WALL STREET JOURNAL: The Lockdown’s Destruction: Incredibly, some in the media want to repeat the second quarter’s 32.9% plunge in GDP.

Consumer spending fell 34.6% and accounted for some 25 percentage points of the GDP decline. The fall in transportation, recreation, food services and hotels was brutal. But the biggest surprise was the plunge in health-care spending during a health-care crisis. Health care represents about 12% of the U.S. economy and its collapse subtracted 9.5 percentage points from GDP.

How does that happen in a pandemic? The answer, as our friend Don Luskin points out, is that politicians panicked in March and waited for a surge of Covid-19 patients that the pandemic modelers told them would arrive. Blessedly, the modelers were wrong, and far fewer hospital and intensive-care beds were needed. But the economic harm from stopping all elective surgeries and barring visits to doctors was severe and unnecessary.

It was also a terrible public-health blunder. That harm will play out for years as Americans discover cancer, heart-disease and other diagnoses that were missed or delayed. . . .
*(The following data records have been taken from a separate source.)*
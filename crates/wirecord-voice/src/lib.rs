//! # wirecord-voice
//!
//! Voice transport: the signaling session, the UDP media session with IP
//! discovery and keepalive reports, per-packet AEAD encryption, and the
//! audio player that paces Opus frames onto the wire.

pub mod crypto;
pub mod discovery;
pub mod error;
pub mod player;
pub mod protocol;
pub mod rtp;
pub mod session;
pub mod source;
pub mod udp;

pub use crypto::{Cipher, CryptoError, EncryptionMode};
pub use error::VoiceError;
pub use player::{AudioPlayer, PlaybackStats, SpeakingSignal};
pub use session::{ReconnectFn, VoiceConnectParams, VoiceSession};
pub use source::{AudioSource, CommandAudioSource};
pub use udp::{MediaTransport, UdpMediaSession};
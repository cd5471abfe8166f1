//! Cached guild - a server and the entities it owns
//!
//! Entities are stored as the opaque JSON objects the gateway delivered.
//! Only the identifiers needed for keying are interpreted.

use crate::value_objects::Snowflake;
use serde_json::Value;
use std::collections::{BTreeMap, HashMap};

/// Guild (server) cache entry
#[derive(Debug, Clone, Default, PartialEq)]
pub struct Guild {
    pub id: Snowflake,
    /// Top-level guild fields with the entity collections stripped out
    pub data: Value,
    pub channels: HashMap<Snowflake, Value>,
    /// Keyed by user id
    pub members: HashMap<Snowflake, Value>,
    pub roles: HashMap<Snowflake, Value>,
    /// Ordered by id so the oldest message is evicted first
    pub messages: BTreeMap<Snowflake, Value>,
    /// Keyed by user id
    pub presences: HashMap<Snowflake, Value>,
    /// Keyed by user id
    pub voice_states: HashMap<Snowflake, Value>,
}

impl Guild {
    /// Build a guild entry from a GUILD_CREATE payload
    ///
    /// Returns `None` when the payload carries no usable id.
    pub fn from_payload(mut payload: Value) -> Option<Self> {
        let id = Snowflake::from_json(payload.get("id"))?;
        let mut guild = Self {
            id,
            ..Self::default()
        };

        if let Some(object) = payload.as_object_mut() {
            guild.channels = index_by(object.remove("channels"), |v| v.get("id"));
            guild.members = index_by(object.remove("members"), user_id_of);
            guild.roles = index_by(object.remove("roles"), |v| v.get("id"));
            guild.presences = index_by(object.remove("presences"), user_id_of);
            guild.voice_states = index_by(object.remove("voice_states"), |v| v.get("user_id"));
        }
        guild.data = payload;

        Some(guild)
    }

    /// Apply a partial update to the top-level guild fields
    pub fn apply_update(&mut self, delta: &Value) {
        merge(&mut self.data, delta);
    }

    /// Check whether the guild is marked unavailable (outage)
    pub fn is_unavailable(&self) -> bool {
        self.data
            .get("unavailable")
            .and_then(Value::as_bool)
            .unwrap_or(false)
    }

    /// Guild name if the payload carried one
    pub fn name(&self) -> Option<&str> {
        self.data.get("name").and_then(Value::as_str)
    }

    /// Insert a message, evicting the oldest when over `limit`
    pub fn push_message(&mut self, id: Snowflake, message: Value, limit: usize) {
        self.messages.insert(id, message);
        while self.messages.len() > limit {
            if self.messages.pop_first().is_none() {
                break;
            }
        }
    }

    /// Count a reaction on a cached message
    ///
    /// Returns false if the message is not cached.
    pub fn add_reaction(&mut self, message_id: Snowflake, emoji: &Value, me: bool) -> bool {
        let Some(message) = self.messages.get_mut(&message_id) else {
            return false;
        };
        let Some(object) = message.as_object_mut() else {
            return false;
        };

        let reactions = object
            .entry("reactions")
            .or_insert_with(|| Value::Array(Vec::new()));
        let Some(list) = reactions.as_array_mut() else {
            return false;
        };

        let key = emoji_key(emoji);
        let existing = list
            .iter_mut()
            .filter_map(Value::as_object_mut)
            .find(|r| r.get("emoji").map(emoji_key).as_deref() == Some(key.as_str()));

        if let Some(reaction) = existing {
            let count = reaction.get("count").and_then(Value::as_u64).unwrap_or(0);
            reaction.insert("count".to_string(), Value::from(count + 1));
            if me {
                reaction.insert("me".to_string(), Value::Bool(true));
            }
        } else {
            list.push(serde_json::json!({ "count": 1, "me": me, "emoji": emoji }));
        }
        true
    }

    /// Remove one reaction count from a cached message
    ///
    /// Returns false if the message is not cached.
    pub fn remove_reaction(&mut self, message_id: Snowflake, emoji: &Value, me: bool) -> bool {
        let Some(message) = self.messages.get_mut(&message_id) else {
            return false;
        };
        let Some(list) = message.get_mut("reactions").and_then(Value::as_array_mut) else {
            return true;
        };

        let key = emoji_key(emoji);
        let position = list.iter().position(|r| {
            r.get("emoji").map(emoji_key).as_deref() == Some(key.as_str())
        });

        if let Some(pos) = position {
            let count = list[pos].get("count").and_then(Value::as_u64).unwrap_or(0);
            if count <= 1 {
                list.remove(pos);
            } else if let Some(reaction) = list[pos].as_object_mut() {
                reaction.insert("count".to_string(), Value::from(count - 1));
                if me {
                    reaction.insert("me".to_string(), Value::Bool(false));
                }
            }
        }
        true
    }

    /// Drop every reaction on a cached message
    pub fn clear_reactions(&mut self, message_id: Snowflake) -> bool {
        match self.messages.get_mut(&message_id).and_then(Value::as_object_mut) {
            Some(object) => {
                object.insert("reactions".to_string(), Value::Array(Vec::new()));
                true
            }
            None => false,
        }
    }
}

/// Shallow-merge the fields of `delta` into `target`
///
/// Non-object targets are replaced outright.
pub fn merge(target: &mut Value, delta: &Value) {
    match (target.as_object_mut(), delta.as_object()) {
        (Some(existing), Some(fields)) => {
            for (key, value) in fields {
                existing.insert(key.clone(), value.clone());
            }
        }
        _ => *target = delta.clone(),
    }
}

/// The user id of a member/presence payload (`user.id`, falling back to `user_id`)
pub fn user_id_of(value: &Value) -> Option<&Value> {
    value
        .get("user")
        .and_then(|u| u.get("id"))
        .or_else(|| value.get("user_id"))
}

fn index_by<F>(list: Option<Value>, key: F) -> HashMap<Snowflake, Value>
where
    F: Fn(&Value) -> Option<&Value>,
{
    let Some(Value::Array(items)) = list else {
        return HashMap::new();
    };

    items
        .into_iter()
        .filter_map(|item| Snowflake::from_json(key(&item)).map(|id| (id, item)))
        .collect()
}

fn emoji_key(emoji: &Value) -> String {
    // Custom emoji compare by id, unicode emoji by name
    match emoji.get("id") {
        Some(id) if !id.is_null() => id.to_string(),
        _ => emoji
            .get("name")
            .and_then(Value::as_str)
            .unwrap_or_default()
            .to_string(),
    }
}

#[cfg(test)]
mod tests {
    use super::*;
    use serde_json::json;

    fn sample_guild() -> Value {
        json!({
            "id": "1",
            "name": "Test Guild",
            "channels": [{"id": "10", "name": "general"}, {"id": "11", "name": "voice"}],
            "members": [{"user": {"id": "100"}, "nick": "alice"}],
            "roles": [{"id": "1", "name": "@everyone"}],
            "presences": [{"user": {"id": "100"}, "status": "online"}],
            "voice_states": [{"user_id": "100", "channel_id": "11"}]
        })
    }

    #[test]
    fn test_from_payload_indexes_collections() {
        let guild = Guild::from_payload(sample_guild()).unwrap();

        assert_eq!(guild.id, Snowflake::new(1));
        assert_eq!(guild.name(), Some("Test Guild"));
        assert_eq!(guild.channels.len(), 2);
        assert!(guild.members.contains_key(&Snowflake::new(100)));
        assert!(guild.presences.contains_key(&Snowflake::new(100)));
        assert!(guild.voice_states.contains_key(&Snowflake::new(100)));
        assert!(guild.data.get("channels").is_none());
    }

    #[test]
    fn test_from_payload_requires_id() {
        assert!(Guild::from_payload(json!({"name": "no id"})).is_none());
    }

    #[test]
    fn test_merge_is_shallow() {
        let mut target = json!({"name": "old", "topic": "keep"});
        merge(&mut target, &json!({"name": "new"}));
        assert_eq!(target, json!({"name": "new", "topic": "keep"}));
    }

    #[test]
    fn test_message_eviction() {
        let mut guild = Guild::from_payload(json!({"id": "1"})).unwrap();
        for id in 1..=5u64 {
            guild.push_message(Snowflake::new(id), json!({"id": id.to_string()}), 3);
        }

        assert_eq!(guild.messages.len(), 3);
        assert!(!guild.messages.contains_key(&Snowflake::new(1)));
        assert!(guild.messages.contains_key(&Snowflake::new(5)));
    }

    #[test]
    fn test_reaction_counting() {
        let mut guild = Guild::from_payload(json!({"id": "1"})).unwrap();
        let msg = Snowflake::new(50);
        guild.push_message(msg, json!({"id": "50"}), 10);

        let emoji = json!({"id": null, "name": "👍"});
        assert!(guild.add_reaction(msg, &emoji, false));
        assert!(guild.add_reaction(msg, &emoji, true));

        let reactions = guild.messages[&msg]["reactions"].as_array().unwrap().clone();
        assert_eq!(reactions.len(), 1);
        assert_eq!(reactions[0]["count"], 2);
        assert_eq!(reactions[0]["me"], true);

        assert!(guild.remove_reaction(msg, &emoji, true));
        assert_eq!(guild.messages[&msg]["reactions"][0]["count"], 1);
        assert!(guild.remove_reaction(msg, &emoji, false));
        assert!(guild.messages[&msg]["reactions"].as_array().unwrap().is_empty());

        assert!(!guild.add_reaction(Snowflake::new(999), &emoji, false));
    }
}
Hard to believe, but some on the left are stumping for a second nationwide lockdown to control the virus. Shut the U.S. down again until October when the scourge will be gone for good. Do they want another 33% decline in GDP and 40 million more unemployed?

Without a vaccine, the virus was always likely to spread through most of the country, as the Centers for Disease Control and Prevention predicted in March. The lockdown-as-miracle-cure is a fantasy, as the World Health Organization has now acknowledged. The economic and public-health harm is too great and the virus is too easily transmissible.

The public is smarter than the media and can adjust its behavior when flare-ups occur. Hospitalizations and cases in hot spots in the South and West are trending down. They’ve fallen by a third in Arizona from a peak two weeks ago and are down 8% in Texas. Deaths have increased, but the rate is far below those on the East Coast in the spring.

At least the worst economic news is over, or it should be without a second lockdown. Orders for motor vehicles and capital goods are rising, and housing is strong. The service economy will take longer to come back, but it will do so when the public feels confident enough to venture out. What no one needs is another catastrophe like the second-quarter lockdown.

The WSJ is on-target, though the GDP drop is not an absolute 32.9% but an annualized rate. The actual drop for the quarter was much smaller, of course, though still huge. And it was pretty much all government-induced. Weirdly, when you force large parts of the economy to close down, the GDP drops.